Types of counseling include educational, career, marriage and family, mental health and substance abuse counseling. Within these specialties, different counseling approaches can be taken, including cognitive therapy, psychotherapy, existential counseling, person-centered therapy and rational emotive behavior therapy. More specialized versions of counseling include child development, debt, eating disorder and grief counseling, as well as therapies using art and music to help clients overcome specific issues.
Most counseling careers require professional degrees or doctorates, as well as counseling licensing or certifications. Licensing requirements vary by state, but they typically require individuals to work a specified number of hours or years under the supervision of a licensed practitioner, and they must pass one or more certification exams. Because of the great variety in counseling careers, many students pursuing a counseling degree do not necessarily know their speciality when they start their training.

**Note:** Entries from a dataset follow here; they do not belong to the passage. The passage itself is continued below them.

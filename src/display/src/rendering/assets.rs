// Copyright © tabula 2024-present
//
// Licensed under the Apache License, Version 2.0 (the "License");
// you may not use this file except in compliance with the License.
// You may obtain a copy of the License at
//
//   https://www.apache.org/licenses/LICENSE-2.0
//
// Unless required by applicable law or agreed to in writing, software
// distributed under the License is distributed on an "AS IS" BASIS,
// WITHOUT WARRANTIES OR CONDITIONS OF ANY KIND, either express or implied.
// See the License for the specific language governing permissions and
// limitations under the License.

use data::core::primitives::EntityId;
use data::core::value::Value;
use data::game_states::game_state::GameState;
use data::specs::game_spec::ProfileSpec;
use rules::eval::evaluator::{eval_condition, Context};

/// Resolves the display asset for an entity from a presentation profile:
/// the first `entity_assets` rule whose condition holds, with `#` in the
/// asset standing for the entity's rank. Hidden entities show the card
/// back. No matching rule renders as `?`.
pub fn entity_asset(
    game: &mut GameState,
    profile: &ProfileSpec,
    id: EntityId,
    hide: bool,
) -> String {
    if hide {
        return profile.card_back.clone().unwrap_or_else(|| "??".to_string());
    }
    for rule in &profile.entity_assets {
        let ctx = Context::new().with("entity", Value::Entity(id));
        if eval_condition(game, &ctx, &rule.conditions).truthy() {
            if rule.asset.contains('#') {
                let rank = game.entity(id).map(|e| e.rank.clone()).unwrap_or_default();
                return rule.asset.replace('#', &rank);
            }
            return rule.asset.clone();
        }
    }
    "?".to_string()
}

#[cfg(test)]
mod tests {
    use std::collections::BTreeMap;

    use data::core::primitives::Topology;
    use data::specs::game_spec::GameSpec;

    use super::*;

    fn profile() -> ProfileSpec {
        let spec = GameSpec::from_value(serde_json::json!({
            "metadata": {"name": "x"},
            "players": {"count": {}, "roles": []},
            "topology": {"type": "zones", "zones": {}},
            "presentation": {"profiles": {"ascii": {
                "entity_assets": [
                    {"conditions": "eq(entity.color, 'red')", "asset": "r#"},
                    {"conditions": "eq(entity.color, 'black')", "asset": "bb"}
                ],
                "card_back": "??"
            }}}
        }))
        .unwrap();
        spec.profile("ascii").unwrap().clone()
    }

    fn spawn(game: &mut GameState, color: &str) -> EntityId {
        let mut attrs = BTreeMap::new();
        attrs.insert("color".to_string(), Value::Str(color.into()));
        game.entities.spawn("piece", None, attrs)
    }

    #[test]
    fn first_matching_rule_wins_and_rank_substitutes() {
        let mut game = GameState::new(Topology::Zones, Some(6));
        let profile = profile();
        let red = spawn(&mut game, "red");
        let black = spawn(&mut game, "black");
        let unknown = spawn(&mut game, "purple");

        assert_eq!(entity_asset(&mut game, &profile, red, false), "rman");
        assert_eq!(entity_asset(&mut game, &profile, black, false), "bb");
        assert_eq!(entity_asset(&mut game, &profile, unknown, false), "?");

        game.entity_mut(red).unwrap().rank = "king".to_string();
        assert_eq!(entity_asset(&mut game, &profile, red, false), "rking");
    }

    #[test]
    fn hidden_entities_show_the_card_back() {
        let mut game = GameState::new(Topology::Zones, Some(6));
        let profile = profile();
        let red = spawn(&mut game, "red");
        assert_eq!(entity_asset(&mut game, &profile, red, true), "??");
    }
}
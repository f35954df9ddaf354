// Copyright © tabula 2024-present
//
// Licensed under the Apache License, Version 2.0 (the "License");
// you may not use this file except in compliance with the License.
// You may obtain a copy of the License at
//
//   https://www.apache.org/licenses/LICENSE-2.0
//
// Unless required by applicable law or agreed to in writing, software
// distributed under the License is distributed on an "AS IS" BASIS,
// WITHOUT WARRANTIES OR CONDITIONS OF ANY KIND, either express or implied.
// See the License for the specific language governing permissions and
// limitations under the License.

use std::fmt;

use serde::{Deserialize, Serialize};

/// An identifier for an entity within a game.
///
/// Ids are assigned monotonically by the entity table and are never reused
/// within a run, so an id remains a stable address for the same logical
/// entity across state snapshots.
#[derive(
    Debug, Clone, Copy, Default, Eq, PartialEq, Hash, Ord, PartialOrd, Serialize, Deserialize,
)]
pub struct EntityId(pub u64);

impl EntityId {
    pub fn as_u64(&self) -> u64 {
        self.0
    }
}

impl fmt::Display for EntityId {
    fn fmt(&self, f: &mut fmt::Formatter<'_>) -> fmt::Result {
        write!(f, "#{}", self.0)
    }
}

/// Identifies a struct that is 1:1 associated with a given [EntityId].
pub trait HasEntityId {
    fn entity_id(&self) -> EntityId;
}

impl HasEntityId for EntityId {
    fn entity_id(&self) -> EntityId {
        *self
    }
}

/// Identifies one of the players in a game.
///
/// Player identity is the name: two references with the same name denote the
/// same player, and names are unique within a game.
#[derive(Debug, Clone, Eq, PartialEq, Hash, Ord, PartialOrd, Serialize, Deserialize)]
pub struct PlayerName(pub String);

impl PlayerName {
    pub fn new(name: impl Into<String>) -> Self {
        Self(name.into())
    }

    pub fn as_str(&self) -> &str {
        &self.0
    }
}

impl fmt::Display for PlayerName {
    fn fmt(&self, f: &mut fmt::Formatter<'_>) -> fmt::Result {
        f.write_str(&self.0)
    }
}

/// Identifies a zone by its unique name.
#[derive(Debug, Clone, Eq, PartialEq, Hash, Ord, PartialOrd, Serialize, Deserialize)]
pub struct ZoneName(pub String);

impl ZoneName {
    pub fn new(name: impl Into<String>) -> Self {
        Self(name.into())
    }

    pub fn as_str(&self) -> &str {
        &self.0
    }
}

impl fmt::Display for ZoneName {
    fn fmt(&self, f: &mut fmt::Formatter<'_>) -> fmt::Result {
        f.write_str(&self.0)
    }
}

/// A grid coordinate. `x` counts columns from the left, `y` counts rows from
/// the bottom, both zero-based.
#[derive(
    Debug, Clone, Copy, Eq, PartialEq, Hash, Ord, PartialOrd, Serialize, Deserialize,
)]
pub struct Coord {
    pub x: i64,
    pub y: i64,
}

impl Coord {
    pub fn new(x: i64, y: i64) -> Self {
        Self { x, y }
    }

    /// Parses a board label like `A1` or `C12`: one column letter (`A` = 0)
    /// followed by a 1-based decimal row. Bounds are the caller's concern.
    pub fn parse_label(label: &str) -> Option<Coord> {
        let mut chars = label.chars();
        let col = chars.next()?;
        if !col.is_ascii_alphabetic() {
            return None;
        }
        let row_str = chars.as_str();
        if row_str.is_empty() || !row_str.chars().all(|c| c.is_ascii_digit()) {
            return None;
        }
        let row: i64 = row_str.parse().ok()?;
        Some(Coord { x: (col.to_ascii_uppercase() as u8 - b'A') as i64, y: row - 1 })
    }

    /// The inverse of [Self::parse_label] for on-board coordinates.
    pub fn label(&self) -> String {
        if (0..26).contains(&self.x) && self.y >= 0 {
            format!("{}{}", (b'A' + self.x as u8) as char, self.y + 1)
        } else {
            format!("({}, {})", self.x, self.y)
        }
    }
}

impl fmt::Display for Coord {
    fn fmt(&self, f: &mut fmt::Formatter<'_>) -> fmt::Result {
        write!(f, "({}, {})", self.x, self.y)
    }
}

/// The coordinate space of a game.
///
/// Grid games have a board of `width` × `height` cells; zone games have no
/// coordinate space at all and play entirely out of named zones.
#[derive(Debug, Clone, Copy, PartialEq, Eq, Serialize, Deserialize)]
pub enum Topology {
    Grid { width: i64, height: i64 },
    Zones,
}

impl Topology {
    pub fn is_grid(&self) -> bool {
        matches!(self, Topology::Grid { .. })
    }

    /// True if `coord` lies inside this topology's board rectangle. Always
    /// false for zone topologies.
    pub fn contains(&self, coord: Coord) -> bool {
        match self {
            Topology::Grid { width, height } => {
                (0..*width).contains(&coord.x) && (0..*height).contains(&coord.y)
            }
            Topology::Zones => false,
        }
    }
}

#[cfg(test)]
mod tests {
    use super::*;

    #[test]
    fn parse_label_round_trips() {
        let c3 = Coord::parse_label("C3").unwrap();
        assert_eq!(c3, Coord::new(2, 2));
        assert_eq!(c3.label(), "C3");
        assert_eq!(Coord::parse_label("a10"), Some(Coord::new(0, 9)));
    }

    #[test]
    fn parse_label_rejects_garbage() {
        assert_eq!(Coord::parse_label(""), None);
        assert_eq!(Coord::parse_label("A"), None);
        assert_eq!(Coord::parse_label("11"), None);
        assert_eq!(Coord::parse_label("AA1"), None);
        assert_eq!(Coord::parse_label("A-1"), None);
    }

    #[test]
    fn topology_bounds() {
        let grid = Topology::Grid { width: 8, height: 8 };
        assert!(grid.contains(Coord::new(0, 0)));
        assert!(grid.contains(Coord::new(7, 7)));
        assert!(!grid.contains(Coord::new(8, 0)));
        assert!(!grid.contains(Coord::new(0, -1)));
        assert!(!Topology::Zones.contains(Coord::new(0, 0)));
    }
}
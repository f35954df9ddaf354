// Copyright © tabula 2024-present
//
// Licensed under the Apache License, Version 2.0 (the "License");
// you may not use this file except in compliance with the License.
// You may obtain a copy of the License at
//
//   https://www.apache.org/licenses/LICENSE-2.0
//
// Unless required by applicable law or agreed to in writing, software
// distributed under the License is distributed on an "AS IS" BASIS,
// WITHOUT WARRANTIES OR CONDITIONS OF ANY KIND, either express or implied.
// See the License for the specific language governing permissions and
// limitations under the License.

pub mod player_state;
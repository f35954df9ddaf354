// Copyright © tabula 2024-present
//
// Licensed under the Apache License, Version 2.0 (the "License");
// you may not use this file except in compliance with the License.
// You may obtain a copy of the License at
//
//   https://www.apache.org/licenses/LICENSE-2.0
//
// Unless required by applicable law or agreed to in writing, software
// distributed under the License is distributed on an "AS IS" BASIS,
// WITHOUT WARRANTIES OR CONDITIONS OF ANY KIND, either express or implied.
// See the License for the specific language governing permissions and
// limitations under the License.

use std::collections::BTreeMap;

use rand::SeedableRng;
use rand_xoshiro::Xoshiro256StarStar;
use serde::{Deserialize, Serialize};

use crate::core::primitives::{EntityId, HasEntityId, PlayerName, Topology};
use crate::core::value::Value;
use crate::entity_states::board::Board;
use crate::entity_states::entity_state::{Entities, Entity};
use crate::entity_states::zones::Zones;
use crate::player_states::player_state::Players;

/// This is the complete state of one running game.
///
/// The turn controller validates player input by cloning this struct,
/// running the trial on the clone, and replacing the live state with the
/// clone only on full success. Everything here is a plain value for that
/// reason; entities are addressed by id so references survive the swap.
#[derive(Debug, Clone, Serialize, Deserialize)]
pub struct GameState {
    /// Whether the game is ongoing or has been won.
    pub status: GameStatus,

    /// The coordinate space: a grid with a board, or named zones only.
    pub topology: Topology,

    /// State for the players within this game, in seating order.
    pub players: Players,

    /// Stores state for all entities in this game.
    pub entities: Entities,

    /// The grid surface. Empty for zone topologies.
    pub board: Board,

    /// All zones, in declaration order.
    pub zones: Zones,

    /// Player whose turn it currently is. Unset only before setup finishes.
    pub current_player: Option<PlayerName>,

    /// Current phase of the game-flow state machine.
    pub current_phase: String,

    /// Dynamically declared state variables (`turn_direction`, …).
    pub vars: BTreeMap<String, Value>,

    /// Random number generator to use for this game.
    pub rng: Xoshiro256StarStar,
}

impl GameState {
    /// A fresh state with no players or entities. `seed` fixes the RNG for
    /// reproducible runs; otherwise it is seeded from entropy.
    pub fn new(topology: Topology, seed: Option<u64>) -> Self {
        let rng = match seed {
            Some(seed) => Xoshiro256StarStar::seed_from_u64(seed),
            None => Xoshiro256StarStar::from_entropy(),
        };
        Self {
            status: GameStatus::Playing,
            topology,
            players: Players::default(),
            entities: Entities::default(),
            board: Board::default(),
            zones: Zones::default(),
            current_player: None,
            current_phase: "main_turn".to_string(),
            vars: BTreeMap::new(),
            rng,
        }
    }

    pub fn entity(&self, id: impl HasEntityId) -> Option<&Entity> {
        self.entities.get(id.entity_id())
    }

    pub fn entity_mut(&mut self, id: impl HasEntityId) -> Option<&mut Entity> {
        self.entities.get_mut(id.entity_id())
    }

    /// Reads a state variable; unset names are null.
    pub fn var(&self, name: &str) -> Value {
        self.vars.get(name).cloned().unwrap_or(Value::Null)
    }

    pub fn set_var(&mut self, name: impl Into<String>, value: Value) {
        self.vars.insert(name.into(), value);
    }

    /// The rotation step for next-player selection. Defaults to `1`
    /// whenever the `turn_direction` variable is unset or non-numeric.
    pub fn turn_direction(&self) -> i64 {
        self.vars.get("turn_direction").and_then(Value::as_int).unwrap_or(1)
    }

    pub fn is_over(&self) -> bool {
        matches!(self.status, GameStatus::GameOver { .. })
    }

    /// Ids referenced from any zone, paired with the owning zone name.
    /// Diagnostic helper for the consistency checks in tests.
    pub fn zoned_entities(&self) -> impl Iterator<Item = EntityId> + '_ {
        self.zones.iter().flat_map(|z| z.entities.iter().copied())
    }
}

/// Status of the game: ongoing, or ended with a winner.
#[derive(Debug, Clone, PartialEq, Eq, Serialize, Deserialize)]
pub enum GameStatus {
    /// Game is currently ongoing.
    Playing,

    /// Game has ended and the named player has won.
    GameOver { winner: PlayerName },
}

Mental health counselors deal with a wide array of mental disorders, including anxiety, bipolar disorder, depression, panic disorder, schizophrenia and borderline personality disorder. Counselors use different counseling approaches to treat these disorders. Cognitive therapy focuses on uncovering thinking patterns that cause mental distress. Person-centered therapy helps individuals draw on their own internal resources to grow. Rational emotive behavior therapy helps clients replace irrational beliefs and unhealthy emotions with rational and productive alternatives.